■ Work request ■
Only the lines holding the word "anyhow" are wanted; copy each of them from the listing.
┄┄┄┄┄┄┄┄┄┄┄┄┄┄┄┄┄┄┄┄
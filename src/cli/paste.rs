use crate::cli::CliContext;
use crate::core::config_store::{self, PasteMode};
use anyhow::{bail, Context, Result};
use clap::Args;
use tokio::io::{AsyncBufRead, AsyncBufReadExt, BufReader};

#[derive(Args, Debug)]
pub struct PasteArgs {
    /// Replace pasted sections instead of merging their fields
    #[arg(long, conflicts_with = "replace_file")]
    pub overwrite: bool,

    /// Discard every existing section before writing the pasted ones
    #[arg(long)]
    pub replace_file: bool,
}

impl PasteArgs {
    pub fn mode(&self) -> PasteMode {
        if self.replace_file {
            PasteMode::ReplaceFile
        } else if self.overwrite {
            PasteMode::ReplaceSection
        } else {
            PasteMode::Merge
        }
    }
}

pub async fn run(ctx: &CliContext, args: PasteArgs) -> Result<()> {
    if !ctx.non_interactive {
        println!("Input credential blocks followed by two empty lines (or Ctrl-D):");
    }
    let block = read_block(BufReader::new(tokio::io::stdin()))
        .await
        .context("read credential block from stdin")?;
    if block.trim().is_empty() {
        bail!("no credentials pasted");
    }

    let sections = config_store::paste(&ctx.edgerc, Some(&ctx.section), &block, args.mode())
        .await
        .with_context(|| format!("paste credentials into {}", ctx.edgerc.display()))?;

    println!("Success! Added credentials for:");
    for section in sections {
        println!("  {}", section);
    }
    Ok(())
}

/// Read lines until EOF or two consecutive empty lines after some content.
pub async fn read_block<R: AsyncBufRead + Unpin>(reader: R) -> std::io::Result<String> {
    let mut lines = reader.lines();
    let mut block = String::new();
    let mut blank_run = 0;
    while let Some(line) = lines.next_line().await? {
        if line.trim().is_empty() {
            if block.is_empty() {
                continue;
            }
            blank_run += 1;
            if blank_run >= 2 {
                break;
            }
        } else {
            blank_run = 0;
        }
        block.push_str(&line);
        block.push('\n');
    }
    Ok(block)
}
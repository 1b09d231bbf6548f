use crate::cli::CliContext;
use crate::core::config_store;
use anyhow::{Context, Result};
use clap::Args;

#[derive(Args, Debug)]
pub struct CopyArgs {
    /// Section to copy from
    pub from: String,

    /// Section to copy to (created or replaced)
    pub to: String,
}

pub async fn run(ctx: &CliContext, args: CopyArgs) -> Result<()> {
    config_store::copy(&ctx.edgerc, &args.from, &args.to)
        .await
        .with_context(|| format!("copy section in {}", ctx.edgerc.display()))?;
    println!("Success! Copied credentials from section {} to {}", args.from, args.to);
    Ok(())
}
┄┄┄┄┄┄┄┄┄┄┄┄┄┄┄┄┄┄┄┄
■ The answer ■
use anyhow::{bail, Context, Result};
use anyhow::{Context, Result};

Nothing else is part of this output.